Friday 26 March 2010

Could Greens gain ground in Redbridge!

From The Press Association, by Chris Mead
Mainstream parties were routed in an astonishing council by-election result just days before Prime Minister Gordon Brown is expected to call a general election.

The Greens' Rachel Eburne captured a Tory seat at Mid Suffolk District, also humiliating the Liberal Democrats and Labour.

She polled 61% of the vote at Haughley and Wetherden with a 33.2% net swing from the Conservatives.

Labour, which had a councillor in the ward until 2003, polled just 32 votes.

The Lib Dems, a close second last time, only managed 51.

Result: Mid Suffolk District - Haughley and Wetherden: Green 444, Cons 176, Lib Dem 51, Lab 32, Ukip 25. (May 2007 - C 354, Lib Dem 309, Green 122).

Green gain from Conservative. Swing 33.2% C to Green.

The result comes a week before another by-election challenge for the Green Party in a Lancaster City Council ward where they shared seats with Labour in 2007.

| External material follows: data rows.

//! Application-wide constants.
//!
//! This module defines constants used throughout the service,
//! including network defaults and the fixed parameters of the
//! buffer/intersect pipeline.

/// The service name reported by the root endpoint.
pub const SERVICE_NAME: &str = "geo-buffer-intersect-batch";

/// Default TCP port, overridable via the `PORT` environment variable.
pub const DEFAULT_PORT: u16 = 10000;

/// Default host to bind the listener to.
pub const DEFAULT_HOST: &str = "0.0.0.0";

/// Default buffer distance for the batch pipeline, in kilometres.
pub const DEFAULT_BUFFER_KM: f64 = 10.0;

/// Sphere radius used by the Web Mercator projection (EPSG:3857), in metres.
pub const WEB_MERCATOR_RADIUS: f64 = 6_378_137.0;

/// Number of segments used to approximate a full circular arc when buffering.
pub const ARC_SEGMENTS: usize = 64;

Green leader Caroline Lucas is seeking a General Election breakthrough for her party.

She is fighting Brighton Pavilion where party city councillor Keith Taylor polled 9,530 - 21.9% - in 2005. Ms Lucas, an MEP, would need a 7.3% swing for victory.

Press Association analysis of the 2007 city council elections in Brighton Pavilion put the Greens in the lead just 221 ahead of the Tories, with Labour trailing more than 1,000 votes further behind in third place.

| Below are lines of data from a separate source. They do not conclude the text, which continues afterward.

//! Coordinate reference system handling.
//!
//! [`ProjectionKernel`] is the capability seam for coordinate
//! transformation, mirroring the geometry kernel: callers resolve and
//! transform through the trait and never reach into projection math
//! directly. [`SphericalMercator`] covers the two systems the service
//! actually uses, WGS84 geographic coordinates (EPSG:4326) and Web Mercator
//! (EPSG:3857), with an exact identity for same-CRS requests.
//!
//! Every cross-CRS operation carries an explicit source and target
//! descriptor; there is no silent default.

use std::fmt;
use std::str::FromStr;

use geo::{Coord, CoordsIter, Geometry, MapCoords};

use crate::constants::WEB_MERCATOR_RADIUS;
use crate::error::{InputError, KernelError};

/// An authority code naming a CRS definition, e.g. `EPSG:4326`.
///
/// Parsed from `"EPSG:4326"` or a bare `"4326"` (EPSG is assumed). Parsing
/// only checks the descriptor's shape; whether the code resolves is the
/// projection kernel's call.
#[derive(Debug, Clone, PartialEq, Eq, Hash)]
pub struct CrsCode {
    /// Naming authority, normalized to upper case.
    pub authority: String,
    /// Code within the authority's namespace.
    pub code: String,
}

impl CrsCode {
    /// Convenience constructor for EPSG codes.
    #[must_use]
    pub fn epsg(code: u32) -> Self {
        Self {
            authority: "EPSG".to_string(),
            code: code.to_string(),
        }
    }
}

impl FromStr for CrsCode {
    type Err = InputError;

    fn from_str(descriptor: &str) -> Result<Self, Self::Err> {
        let trimmed = descriptor.trim();
        if trimmed.is_empty() {
            return Err(InputError::BadCrs(descriptor.to_string()));
        }

        let (authority, code) = match trimmed.split_once(':') {
            Some((authority, code)) => (authority, code),
            None => ("EPSG", trimmed),
        };

        if authority.is_empty()
            || code.is_empty()
            || code.contains(':')
            || !code.chars().all(|c| c.is_ascii_alphanumeric())
        {
            return Err(InputError::BadCrs(descriptor.to_string()));
        }

        Ok(Self {
            authority: authority.to_ascii_uppercase(),
            code: code.to_string(),
        })
    }
}

impl fmt::Display for CrsCode {
    fn fmt(&self, f: &mut fmt::Formatter<'_>) -> fmt::Result {
        write!(f, "{}:{}", self.authority, self.code)
    }
}

/// Coordinate transformation capability.
pub trait ProjectionKernel: Send + Sync {
    /// Checks that a CRS descriptor names a definition this kernel knows.
    fn resolve(&self, crs: &CrsCode) -> Result<(), KernelError>;

    /// Transforms a geometry from `source` to `target` coordinates.
    ///
    /// Both descriptors are resolved before any coordinate math runs, so an
    /// unresolvable CRS fails the same way whether or not the geometry is
    /// empty.
    fn transform(
        &self,
        geometry: &Geometry<f64>,
        source: &CrsCode,
        target: &CrsCode,
    ) -> Result<Geometry<f64>, KernelError>;
}

const WGS84: &str = "4326";
const WEB_MERCATOR: &str = "3857";

/// Projection kernel for WGS84 <-> Web Mercator on the authalic sphere.
#[derive(Debug, Default, Clone, Copy)]
pub struct SphericalMercator;

impl SphericalMercator {
    /// Creates a new projection kernel.
    #[must_use]
    pub fn new() -> Self {
        Self
    }
}

fn forward(c: Coord<f64>) -> Coord<f64> {
    Coord {
        x: WEB_MERCATOR_RADIUS * c.x.to_radians(),
        y: WEB_MERCATOR_RADIUS
            * (std::f64::consts::FRAC_PI_4 + c.y.to_radians() / 2.0).tan().ln(),
    }
}

fn inverse(c: Coord<f64>) -> Coord<f64> {
    Coord {
        x: (c.x / WEB_MERCATOR_RADIUS).to_degrees(),
        y: (2.0 * (c.y / WEB_MERCATOR_RADIUS).exp().atan() - std::f64::consts::FRAC_PI_2)
            .to_degrees(),
    }
}

impl ProjectionKernel for SphericalMercator {
    fn resolve(&self, crs: &CrsCode) -> Result<(), KernelError> {
        if crs.authority == "EPSG" && (crs.code == WGS84 || crs.code == WEB_MERCATOR) {
            Ok(())
        } else {
            Err(KernelError::UnknownCrs(crs.to_string()))
        }
    }

    fn transform(
        &self,
        geometry: &Geometry<f64>,
        source: &CrsCode,
        target: &CrsCode,
    ) -> Result<Geometry<f64>, KernelError> {
        self.resolve(source)?;
        self.resolve(target)?;

        if source == target {
            return Ok(geometry.clone());
        }

        let projected = if source.code == WGS84 {
            geometry.map_coords(forward)
        } else {
            geometry.map_coords(inverse)
        };

        // Latitudes at or beyond the poles project to non-finite values.
        if projected
            .coords_iter()
            .any(|c| !c.x.is_finite() || !c.y.is_finite())
        {
            return Err(KernelError::ProjectionDomain);
        }

        Ok(projected)
    }
}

Another possibility for the party has emerged in recent years in Norwich South where it took first place in last year's Norfolk County Council polls. Labour, the party of sitting MP and former Cabinet minister Charles Clarke, came in fourth.

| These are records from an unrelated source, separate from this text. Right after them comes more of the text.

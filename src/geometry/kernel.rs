//! Geometry kernel capability.
//!
//! [`GeometryKernel`] is the seam between the service boundary and the
//! geometry engine: handlers and the batch pipeline only ever talk to the
//! trait. [`PlanarKernel`] is the production implementation, backed by the
//! `geo` crate. All operations are pure, synchronous and side-effect-free,
//! so a single shared instance serves concurrent requests.

use geo::{Area, BooleanOps, Geometry, LineString, MultiPolygon, Polygon, Validation};

use super::buffer;
use crate::error::KernelError;

/// Planar geometry operations exposed to the service boundary.
pub trait GeometryKernel: Send + Sync {
    /// Union of the polygonal content of two geometries.
    fn union(&self, a: &Geometry<f64>, b: &Geometry<f64>) -> Result<Geometry<f64>, KernelError>;

    /// Union of the polygonal content of many geometries.
    ///
    /// Unlike the binary overlay operations this accepts inputs without any
    /// areal content and yields an empty result for them, matching the
    /// collection-union semantics of the batch pipeline.
    fn unary_union(&self, parts: &[Geometry<f64>]) -> Result<Geometry<f64>, KernelError>;

    /// Intersection of the polygonal content of two geometries.
    fn intersection(
        &self,
        a: &Geometry<f64>,
        b: &Geometry<f64>,
    ) -> Result<Geometry<f64>, KernelError>;

    /// Difference of the polygonal content of two geometries (`a - b`).
    fn difference(
        &self,
        a: &Geometry<f64>,
        b: &Geometry<f64>,
    ) -> Result<Geometry<f64>, KernelError>;

    /// Dilates a geometry by `distance`, in the units of its coordinate
    /// plane. Distance zero is the identity; negative distances are
    /// unsupported.
    fn buffer(&self, geometry: &Geometry<f64>, distance: f64)
        -> Result<Geometry<f64>, KernelError>;

    /// Planar unsigned area.
    fn area(&self, geometry: &Geometry<f64>) -> f64;

    /// Planar length of all linear components, including polygon ring
    /// perimeters.
    fn length(&self, geometry: &Geometry<f64>) -> f64;

    /// Topological validity check.
    fn is_valid(&self, geometry: &Geometry<f64>) -> bool;
}

/// Production kernel backed by the `geo` crate.
#[derive(Debug, Default, Clone, Copy)]
pub struct PlanarKernel;

impl PlanarKernel {
    /// Creates a new planar kernel.
    #[must_use]
    pub fn new() -> Self {
        Self
    }
}

impl GeometryKernel for PlanarKernel {
    fn union(&self, a: &Geometry<f64>, b: &Geometry<f64>) -> Result<Geometry<f64>, KernelError> {
        let (pa, pb) = (polygonal("union", a)?, polygonal("union", b)?);
        Ok(Geometry::MultiPolygon(pa.union(&pb)))
    }

    fn unary_union(&self, parts: &[Geometry<f64>]) -> Result<Geometry<f64>, KernelError> {
        let mut polygons = Vec::new();
        for part in parts {
            collect_polygons(part, &mut polygons);
        }
        let union = polygons
            .into_iter()
            .fold(MultiPolygon(Vec::new()), |acc, polygon| {
                acc.union(&MultiPolygon(vec![polygon]))
            });
        Ok(Geometry::MultiPolygon(union))
    }

    fn intersection(
        &self,
        a: &Geometry<f64>,
        b: &Geometry<f64>,
    ) -> Result<Geometry<f64>, KernelError> {
        let (pa, pb) = (
            polygonal("intersection", a)?,
            polygonal("intersection", b)?,
        );
        Ok(Geometry::MultiPolygon(pa.intersection(&pb)))
    }

    fn difference(
        &self,
        a: &Geometry<f64>,
        b: &Geometry<f64>,
    ) -> Result<Geometry<f64>, KernelError> {
        let (pa, pb) = (polygonal("difference", a)?, polygonal("difference", b)?);
        Ok(Geometry::MultiPolygon(pa.difference(&pb)))
    }

    fn buffer(
        &self,
        geometry: &Geometry<f64>,
        distance: f64,
    ) -> Result<Geometry<f64>, KernelError> {
        if distance < 0.0 {
            return Err(KernelError::Unsupported(
                "negative buffer distance".to_string(),
            ));
        }
        if distance == 0.0 {
            return Ok(geometry.clone());
        }
        Ok(Geometry::MultiPolygon(buffer::dilate(geometry, distance)))
    }

    fn area(&self, geometry: &Geometry<f64>) -> f64 {
        geometry.unsigned_area()
    }

    fn length(&self, geometry: &Geometry<f64>) -> f64 {
        linear_length(geometry)
    }

    fn is_valid(&self, geometry: &Geometry<f64>) -> bool {
        geometry.is_valid()
    }
}

/// Extracts the polygonal content of a geometry for an overlay operation.
///
/// An operand with no areal content cannot participate in an overlay; that
/// is a kernel error, not an input error, because the payload itself was
/// well-formed.
fn polygonal(op: &'static str, geometry: &Geometry<f64>) -> Result<MultiPolygon<f64>, KernelError> {
    let mut polygons = Vec::new();
    collect_polygons(geometry, &mut polygons);
    if polygons.is_empty() {
        return Err(KernelError::NonAreal { op });
    }
    Ok(MultiPolygon(polygons))
}

fn collect_polygons(geometry: &Geometry<f64>, out: &mut Vec<Polygon<f64>>) {
    match geometry {
        Geometry::Polygon(polygon) => out.push(polygon.clone()),
        Geometry::MultiPolygon(multi) => out.extend(multi.0.iter().cloned()),
        Geometry::Rect(rect) => out.push(rect.to_polygon()),
        Geometry::Triangle(triangle) => out.push(triangle.to_polygon()),
        Geometry::GeometryCollection(collection) => {
            for child in &collection.0 {
                collect_polygons(child, out);
            }
        }
        _ => {}
    }
}

fn line_string_length(line: &LineString<f64>) -> f64 {
    line.lines()
        .map(|segment| segment.dx().hypot(segment.dy()))
        .sum()
}

fn polygon_perimeter(polygon: &Polygon<f64>) -> f64 {
    line_string_length(polygon.exterior())
        + polygon
            .interiors()
            .iter()
            .map(line_string_length)
            .sum::<f64>()
}

fn linear_length(geometry: &Geometry<f64>) -> f64 {
    match geometry {
        Geometry::Point(_) | Geometry::MultiPoint(_) => 0.0,
        Geometry::Line(line) => line.dx().hypot(line.dy()),
        Geometry::LineString(line) => line_string_length(line),
        Geometry::MultiLineString(multi) => multi.0.iter().map(line_string_length).sum(),
        Geometry::Polygon(polygon) => polygon_perimeter(polygon),
        Geometry::MultiPolygon(multi) => multi.0.iter().map(polygon_perimeter).sum(),
        Geometry::Rect(rect) => polygon_perimeter(&rect.to_polygon()),
        Geometry::Triangle(triangle) => polygon_perimeter(&triangle.to_polygon()),
        Geometry::GeometryCollection(collection) => collection.0.iter().map(linear_length).sum(),
    }
}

Analysis of a small sample of four comparable results in March suggest a projected 7% nationwide Tory lead over Labour.

In the case of the Mid Suffolk contest, the comparison is with the 2003 council elections when Labour last fought the ward.

Ms Lucas said: "This is a great result, with a by-election win off the Tories. Once we elect a few Greens in an area, people like what they see and it leads to even more Green councillors. It also shows our commitment to grassroots politics at a time of deep dissatisfaction with mainstream politicians."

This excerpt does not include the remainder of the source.